##### RECORDS FOR THIS EXERCISE

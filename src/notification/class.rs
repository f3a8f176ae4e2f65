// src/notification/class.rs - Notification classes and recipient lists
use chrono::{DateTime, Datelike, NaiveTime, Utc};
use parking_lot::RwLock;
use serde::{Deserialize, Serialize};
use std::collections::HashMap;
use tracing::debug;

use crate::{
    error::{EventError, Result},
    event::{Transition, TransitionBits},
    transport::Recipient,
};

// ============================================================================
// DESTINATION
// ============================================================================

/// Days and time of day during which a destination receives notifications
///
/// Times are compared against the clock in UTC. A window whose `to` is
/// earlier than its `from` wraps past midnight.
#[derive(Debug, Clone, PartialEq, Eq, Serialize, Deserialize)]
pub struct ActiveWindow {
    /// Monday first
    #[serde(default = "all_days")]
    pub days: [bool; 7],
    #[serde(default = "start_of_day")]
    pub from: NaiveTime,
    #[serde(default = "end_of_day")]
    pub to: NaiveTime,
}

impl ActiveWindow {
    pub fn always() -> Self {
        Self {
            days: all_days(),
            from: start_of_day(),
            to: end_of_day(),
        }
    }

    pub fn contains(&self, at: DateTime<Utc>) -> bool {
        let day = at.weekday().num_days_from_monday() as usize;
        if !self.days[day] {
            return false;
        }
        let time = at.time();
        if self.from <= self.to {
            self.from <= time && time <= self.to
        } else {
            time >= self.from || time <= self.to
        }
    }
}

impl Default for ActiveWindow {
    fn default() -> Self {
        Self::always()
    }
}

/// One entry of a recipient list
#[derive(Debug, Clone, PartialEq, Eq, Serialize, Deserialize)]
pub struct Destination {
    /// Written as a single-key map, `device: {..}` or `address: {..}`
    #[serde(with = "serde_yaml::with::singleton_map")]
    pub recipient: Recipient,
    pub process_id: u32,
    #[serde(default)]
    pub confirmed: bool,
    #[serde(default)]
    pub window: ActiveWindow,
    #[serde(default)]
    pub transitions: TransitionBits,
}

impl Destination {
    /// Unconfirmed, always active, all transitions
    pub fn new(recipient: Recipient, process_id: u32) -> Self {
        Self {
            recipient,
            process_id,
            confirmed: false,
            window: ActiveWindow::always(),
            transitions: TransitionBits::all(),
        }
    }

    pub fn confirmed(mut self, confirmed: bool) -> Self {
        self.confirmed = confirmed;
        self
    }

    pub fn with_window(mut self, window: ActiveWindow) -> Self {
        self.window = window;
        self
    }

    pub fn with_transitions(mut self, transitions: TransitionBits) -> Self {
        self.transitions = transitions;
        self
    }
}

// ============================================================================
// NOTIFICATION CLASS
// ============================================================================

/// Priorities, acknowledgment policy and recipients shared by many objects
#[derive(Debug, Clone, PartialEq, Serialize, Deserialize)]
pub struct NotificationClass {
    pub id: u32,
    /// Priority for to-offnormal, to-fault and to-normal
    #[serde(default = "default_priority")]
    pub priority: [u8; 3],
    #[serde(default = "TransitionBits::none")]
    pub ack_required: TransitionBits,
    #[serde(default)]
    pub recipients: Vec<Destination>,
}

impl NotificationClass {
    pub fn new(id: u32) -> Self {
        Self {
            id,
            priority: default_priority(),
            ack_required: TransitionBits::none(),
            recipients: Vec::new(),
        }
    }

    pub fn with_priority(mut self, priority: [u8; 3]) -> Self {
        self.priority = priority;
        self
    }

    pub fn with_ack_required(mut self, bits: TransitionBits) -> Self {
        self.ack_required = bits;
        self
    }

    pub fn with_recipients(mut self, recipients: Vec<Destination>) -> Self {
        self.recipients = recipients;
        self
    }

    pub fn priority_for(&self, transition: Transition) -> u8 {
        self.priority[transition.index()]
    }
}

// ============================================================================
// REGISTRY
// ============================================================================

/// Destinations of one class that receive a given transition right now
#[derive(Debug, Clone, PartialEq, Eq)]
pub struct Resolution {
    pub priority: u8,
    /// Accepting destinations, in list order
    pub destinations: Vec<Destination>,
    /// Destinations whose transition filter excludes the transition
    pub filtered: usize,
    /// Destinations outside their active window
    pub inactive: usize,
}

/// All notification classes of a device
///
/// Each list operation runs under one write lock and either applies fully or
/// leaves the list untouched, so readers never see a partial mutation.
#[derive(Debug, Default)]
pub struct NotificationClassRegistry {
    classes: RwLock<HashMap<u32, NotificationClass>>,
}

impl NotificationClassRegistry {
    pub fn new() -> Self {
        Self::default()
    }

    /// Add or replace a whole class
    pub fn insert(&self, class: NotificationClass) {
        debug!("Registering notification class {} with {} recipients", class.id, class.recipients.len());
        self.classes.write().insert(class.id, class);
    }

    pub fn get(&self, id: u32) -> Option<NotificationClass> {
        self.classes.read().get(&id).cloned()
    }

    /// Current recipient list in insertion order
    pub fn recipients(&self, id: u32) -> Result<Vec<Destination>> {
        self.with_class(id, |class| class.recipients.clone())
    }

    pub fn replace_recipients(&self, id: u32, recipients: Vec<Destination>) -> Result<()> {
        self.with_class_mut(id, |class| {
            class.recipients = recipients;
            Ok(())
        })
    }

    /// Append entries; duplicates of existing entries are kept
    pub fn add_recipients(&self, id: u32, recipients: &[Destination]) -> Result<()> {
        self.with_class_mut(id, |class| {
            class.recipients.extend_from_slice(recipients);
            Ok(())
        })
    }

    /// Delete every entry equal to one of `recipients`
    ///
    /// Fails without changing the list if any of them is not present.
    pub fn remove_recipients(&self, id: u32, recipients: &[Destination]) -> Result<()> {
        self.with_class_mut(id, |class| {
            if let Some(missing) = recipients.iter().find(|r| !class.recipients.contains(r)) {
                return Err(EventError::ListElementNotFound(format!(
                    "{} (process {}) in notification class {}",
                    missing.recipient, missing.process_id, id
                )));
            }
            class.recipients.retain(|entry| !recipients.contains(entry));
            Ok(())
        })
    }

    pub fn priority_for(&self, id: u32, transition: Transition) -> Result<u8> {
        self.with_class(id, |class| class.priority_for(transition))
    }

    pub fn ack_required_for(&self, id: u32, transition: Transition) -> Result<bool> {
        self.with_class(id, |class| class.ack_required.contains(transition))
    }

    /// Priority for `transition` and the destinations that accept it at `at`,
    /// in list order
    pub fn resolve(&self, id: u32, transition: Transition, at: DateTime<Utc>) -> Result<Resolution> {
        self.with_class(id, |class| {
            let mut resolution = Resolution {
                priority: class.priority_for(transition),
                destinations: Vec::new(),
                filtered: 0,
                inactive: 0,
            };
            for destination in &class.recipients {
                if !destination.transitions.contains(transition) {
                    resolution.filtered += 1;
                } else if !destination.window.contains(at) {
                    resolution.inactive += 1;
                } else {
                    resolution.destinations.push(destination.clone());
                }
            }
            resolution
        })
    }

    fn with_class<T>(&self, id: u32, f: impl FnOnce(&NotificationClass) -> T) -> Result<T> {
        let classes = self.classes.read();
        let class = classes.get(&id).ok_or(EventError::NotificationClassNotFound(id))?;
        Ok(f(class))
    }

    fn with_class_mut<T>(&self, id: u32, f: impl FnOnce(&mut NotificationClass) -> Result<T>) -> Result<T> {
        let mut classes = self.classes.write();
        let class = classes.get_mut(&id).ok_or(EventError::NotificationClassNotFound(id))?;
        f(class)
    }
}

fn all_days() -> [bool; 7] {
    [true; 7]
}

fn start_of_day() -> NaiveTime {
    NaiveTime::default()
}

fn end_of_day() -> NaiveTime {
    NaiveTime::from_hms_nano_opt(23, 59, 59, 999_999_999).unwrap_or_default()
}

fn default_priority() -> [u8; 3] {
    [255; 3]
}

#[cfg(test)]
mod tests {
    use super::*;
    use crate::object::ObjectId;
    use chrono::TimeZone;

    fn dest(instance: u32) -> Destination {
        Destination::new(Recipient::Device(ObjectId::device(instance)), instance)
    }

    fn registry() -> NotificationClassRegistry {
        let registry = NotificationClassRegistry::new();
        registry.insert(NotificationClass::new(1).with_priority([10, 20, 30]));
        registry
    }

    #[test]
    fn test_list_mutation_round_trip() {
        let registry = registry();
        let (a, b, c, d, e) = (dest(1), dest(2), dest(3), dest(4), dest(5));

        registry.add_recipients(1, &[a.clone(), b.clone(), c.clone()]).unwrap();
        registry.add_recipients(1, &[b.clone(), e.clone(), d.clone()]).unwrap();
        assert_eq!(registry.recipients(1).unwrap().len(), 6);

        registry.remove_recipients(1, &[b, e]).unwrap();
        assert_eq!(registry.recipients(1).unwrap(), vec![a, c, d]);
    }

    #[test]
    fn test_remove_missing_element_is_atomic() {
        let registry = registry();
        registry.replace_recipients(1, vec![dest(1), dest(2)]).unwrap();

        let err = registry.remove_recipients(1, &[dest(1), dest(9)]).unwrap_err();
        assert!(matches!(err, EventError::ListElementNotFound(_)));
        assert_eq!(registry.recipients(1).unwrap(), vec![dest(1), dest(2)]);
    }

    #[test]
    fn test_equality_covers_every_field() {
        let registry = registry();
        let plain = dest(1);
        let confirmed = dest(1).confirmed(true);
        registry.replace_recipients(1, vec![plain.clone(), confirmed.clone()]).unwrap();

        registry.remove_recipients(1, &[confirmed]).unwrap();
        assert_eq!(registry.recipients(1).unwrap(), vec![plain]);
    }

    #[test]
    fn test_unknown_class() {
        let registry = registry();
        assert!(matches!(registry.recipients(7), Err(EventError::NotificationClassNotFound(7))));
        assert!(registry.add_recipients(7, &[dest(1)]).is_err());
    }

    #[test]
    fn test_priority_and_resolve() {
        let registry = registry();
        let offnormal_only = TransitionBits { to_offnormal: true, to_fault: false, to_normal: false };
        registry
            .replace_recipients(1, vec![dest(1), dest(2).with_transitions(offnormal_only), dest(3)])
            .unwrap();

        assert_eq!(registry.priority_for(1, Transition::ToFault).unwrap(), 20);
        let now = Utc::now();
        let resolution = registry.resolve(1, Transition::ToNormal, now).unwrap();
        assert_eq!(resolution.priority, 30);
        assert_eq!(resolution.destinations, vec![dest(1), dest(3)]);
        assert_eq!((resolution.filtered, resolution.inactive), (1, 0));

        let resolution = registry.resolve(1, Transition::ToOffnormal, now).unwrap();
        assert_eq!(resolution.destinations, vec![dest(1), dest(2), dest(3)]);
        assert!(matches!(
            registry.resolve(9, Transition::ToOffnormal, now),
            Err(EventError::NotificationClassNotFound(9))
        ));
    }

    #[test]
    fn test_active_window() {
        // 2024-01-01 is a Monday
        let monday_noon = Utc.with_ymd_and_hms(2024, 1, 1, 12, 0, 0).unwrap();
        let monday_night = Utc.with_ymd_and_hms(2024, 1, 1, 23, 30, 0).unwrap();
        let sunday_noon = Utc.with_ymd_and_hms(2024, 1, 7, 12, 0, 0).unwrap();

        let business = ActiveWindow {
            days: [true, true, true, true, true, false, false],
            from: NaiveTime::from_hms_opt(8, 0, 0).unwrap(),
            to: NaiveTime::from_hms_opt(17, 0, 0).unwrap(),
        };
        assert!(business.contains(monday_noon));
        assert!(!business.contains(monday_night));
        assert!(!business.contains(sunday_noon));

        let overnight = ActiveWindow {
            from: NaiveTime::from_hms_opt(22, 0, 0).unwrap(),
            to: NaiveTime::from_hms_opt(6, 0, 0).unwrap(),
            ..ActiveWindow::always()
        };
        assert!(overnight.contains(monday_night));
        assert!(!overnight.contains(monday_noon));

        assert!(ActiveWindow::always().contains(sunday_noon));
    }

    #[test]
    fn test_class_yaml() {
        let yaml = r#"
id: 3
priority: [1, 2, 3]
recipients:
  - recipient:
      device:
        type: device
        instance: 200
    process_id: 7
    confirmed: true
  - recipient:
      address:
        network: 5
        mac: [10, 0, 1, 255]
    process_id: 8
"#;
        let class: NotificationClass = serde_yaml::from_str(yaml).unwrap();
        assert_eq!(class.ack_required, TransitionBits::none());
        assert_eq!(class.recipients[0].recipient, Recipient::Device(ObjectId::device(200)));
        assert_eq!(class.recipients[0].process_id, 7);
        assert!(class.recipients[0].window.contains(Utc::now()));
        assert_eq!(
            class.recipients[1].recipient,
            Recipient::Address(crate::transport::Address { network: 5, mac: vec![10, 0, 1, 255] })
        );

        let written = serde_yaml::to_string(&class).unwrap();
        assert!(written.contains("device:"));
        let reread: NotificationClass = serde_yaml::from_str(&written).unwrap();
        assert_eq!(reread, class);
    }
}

##########
##### RECORDS FOR THIS EXERCISE

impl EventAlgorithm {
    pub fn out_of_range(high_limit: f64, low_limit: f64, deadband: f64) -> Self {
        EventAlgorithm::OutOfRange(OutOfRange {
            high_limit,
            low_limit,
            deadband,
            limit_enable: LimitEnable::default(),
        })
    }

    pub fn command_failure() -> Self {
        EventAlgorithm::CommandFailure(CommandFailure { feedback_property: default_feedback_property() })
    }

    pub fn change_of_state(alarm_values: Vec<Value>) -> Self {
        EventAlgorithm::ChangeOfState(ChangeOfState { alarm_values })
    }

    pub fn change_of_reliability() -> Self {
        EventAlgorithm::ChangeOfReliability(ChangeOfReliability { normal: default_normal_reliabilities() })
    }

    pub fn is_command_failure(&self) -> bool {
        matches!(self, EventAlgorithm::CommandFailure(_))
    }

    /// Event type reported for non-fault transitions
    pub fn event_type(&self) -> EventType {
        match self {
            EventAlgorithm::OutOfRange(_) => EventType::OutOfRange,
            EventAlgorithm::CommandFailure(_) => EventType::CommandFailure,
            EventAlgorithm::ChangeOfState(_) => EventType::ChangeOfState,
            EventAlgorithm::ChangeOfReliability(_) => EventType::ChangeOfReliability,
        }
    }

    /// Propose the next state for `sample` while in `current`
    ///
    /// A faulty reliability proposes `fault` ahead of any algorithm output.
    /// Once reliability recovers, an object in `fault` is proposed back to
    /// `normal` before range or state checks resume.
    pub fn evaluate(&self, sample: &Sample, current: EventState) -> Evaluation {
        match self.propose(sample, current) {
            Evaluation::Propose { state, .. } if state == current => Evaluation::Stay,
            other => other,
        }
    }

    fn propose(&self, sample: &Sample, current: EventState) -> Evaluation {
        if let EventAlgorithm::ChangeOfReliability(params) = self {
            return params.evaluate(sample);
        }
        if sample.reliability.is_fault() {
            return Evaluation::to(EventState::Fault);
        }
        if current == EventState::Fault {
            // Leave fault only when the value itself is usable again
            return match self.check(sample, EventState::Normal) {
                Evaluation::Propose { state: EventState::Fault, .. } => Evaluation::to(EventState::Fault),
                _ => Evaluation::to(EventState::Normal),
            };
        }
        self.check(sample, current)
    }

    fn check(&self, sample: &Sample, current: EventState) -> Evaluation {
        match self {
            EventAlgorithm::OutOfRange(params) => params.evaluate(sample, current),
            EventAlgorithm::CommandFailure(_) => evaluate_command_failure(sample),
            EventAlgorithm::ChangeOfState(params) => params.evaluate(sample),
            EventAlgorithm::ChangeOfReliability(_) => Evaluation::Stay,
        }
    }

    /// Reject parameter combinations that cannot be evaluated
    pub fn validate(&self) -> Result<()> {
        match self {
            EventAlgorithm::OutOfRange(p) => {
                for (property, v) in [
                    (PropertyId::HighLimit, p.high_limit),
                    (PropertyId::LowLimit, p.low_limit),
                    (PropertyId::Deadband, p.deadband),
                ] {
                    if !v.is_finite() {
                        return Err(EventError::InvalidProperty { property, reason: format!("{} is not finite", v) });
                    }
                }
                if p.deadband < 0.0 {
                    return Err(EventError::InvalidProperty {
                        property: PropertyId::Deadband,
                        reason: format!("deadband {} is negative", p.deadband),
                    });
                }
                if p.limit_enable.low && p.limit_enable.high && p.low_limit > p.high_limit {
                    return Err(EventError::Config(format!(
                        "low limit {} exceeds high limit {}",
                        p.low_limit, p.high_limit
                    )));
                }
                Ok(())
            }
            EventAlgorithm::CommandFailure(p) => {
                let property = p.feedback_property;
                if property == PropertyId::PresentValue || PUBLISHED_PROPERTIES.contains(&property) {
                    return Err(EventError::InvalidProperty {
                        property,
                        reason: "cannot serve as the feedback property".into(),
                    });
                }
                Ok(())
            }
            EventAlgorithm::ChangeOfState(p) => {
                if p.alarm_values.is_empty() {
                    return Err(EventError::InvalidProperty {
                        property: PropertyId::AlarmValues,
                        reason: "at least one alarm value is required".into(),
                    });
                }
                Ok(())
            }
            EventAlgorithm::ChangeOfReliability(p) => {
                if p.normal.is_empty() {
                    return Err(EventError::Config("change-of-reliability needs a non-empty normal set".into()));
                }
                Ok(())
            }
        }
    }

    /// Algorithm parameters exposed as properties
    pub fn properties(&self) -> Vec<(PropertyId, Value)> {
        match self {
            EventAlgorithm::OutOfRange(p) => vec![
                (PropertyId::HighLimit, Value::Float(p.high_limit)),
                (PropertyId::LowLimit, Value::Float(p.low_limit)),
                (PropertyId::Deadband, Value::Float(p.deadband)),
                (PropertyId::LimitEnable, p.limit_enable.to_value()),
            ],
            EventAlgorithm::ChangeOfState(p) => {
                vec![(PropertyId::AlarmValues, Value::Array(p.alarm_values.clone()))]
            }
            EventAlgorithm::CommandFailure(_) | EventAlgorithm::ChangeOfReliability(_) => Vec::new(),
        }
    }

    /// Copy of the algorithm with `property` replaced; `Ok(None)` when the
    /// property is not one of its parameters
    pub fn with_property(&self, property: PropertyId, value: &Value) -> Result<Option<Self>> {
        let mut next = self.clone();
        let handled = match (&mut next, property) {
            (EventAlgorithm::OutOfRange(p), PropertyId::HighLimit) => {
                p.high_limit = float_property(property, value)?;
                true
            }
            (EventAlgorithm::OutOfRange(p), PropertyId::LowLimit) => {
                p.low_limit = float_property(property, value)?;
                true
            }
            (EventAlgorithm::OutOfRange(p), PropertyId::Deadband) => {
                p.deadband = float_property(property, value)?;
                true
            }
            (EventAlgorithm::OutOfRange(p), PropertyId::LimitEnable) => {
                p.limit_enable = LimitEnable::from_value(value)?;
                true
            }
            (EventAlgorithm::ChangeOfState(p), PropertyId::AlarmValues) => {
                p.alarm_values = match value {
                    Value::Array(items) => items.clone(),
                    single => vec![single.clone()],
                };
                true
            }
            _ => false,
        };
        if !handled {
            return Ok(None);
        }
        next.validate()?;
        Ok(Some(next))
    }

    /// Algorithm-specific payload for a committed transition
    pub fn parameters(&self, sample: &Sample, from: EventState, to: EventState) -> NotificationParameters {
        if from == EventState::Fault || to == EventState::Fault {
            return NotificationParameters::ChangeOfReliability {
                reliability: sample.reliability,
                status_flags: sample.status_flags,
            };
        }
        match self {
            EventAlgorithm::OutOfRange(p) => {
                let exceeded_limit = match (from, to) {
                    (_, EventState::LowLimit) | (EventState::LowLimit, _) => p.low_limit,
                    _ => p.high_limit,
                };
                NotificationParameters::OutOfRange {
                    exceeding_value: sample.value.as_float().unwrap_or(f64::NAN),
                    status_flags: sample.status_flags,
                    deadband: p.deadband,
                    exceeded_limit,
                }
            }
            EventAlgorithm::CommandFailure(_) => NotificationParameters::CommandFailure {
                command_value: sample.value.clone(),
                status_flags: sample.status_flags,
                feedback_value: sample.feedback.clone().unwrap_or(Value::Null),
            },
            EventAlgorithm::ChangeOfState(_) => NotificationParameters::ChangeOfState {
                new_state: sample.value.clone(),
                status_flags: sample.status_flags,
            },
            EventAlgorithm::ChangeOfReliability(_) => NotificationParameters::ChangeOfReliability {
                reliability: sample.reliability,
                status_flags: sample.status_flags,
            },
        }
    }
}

##########

* **TASK OBJECTIVE**
Whenever the word "params" shows up in a line above, copy that line.

* **TASK OUTPUT**
        if let EventAlgorithm::ChangeOfReliability(params) = self {
            return params.evaluate(sample);
            EventAlgorithm::OutOfRange(params) => params.evaluate(sample, current),
            EventAlgorithm::ChangeOfState(params) => params.evaluate(sample),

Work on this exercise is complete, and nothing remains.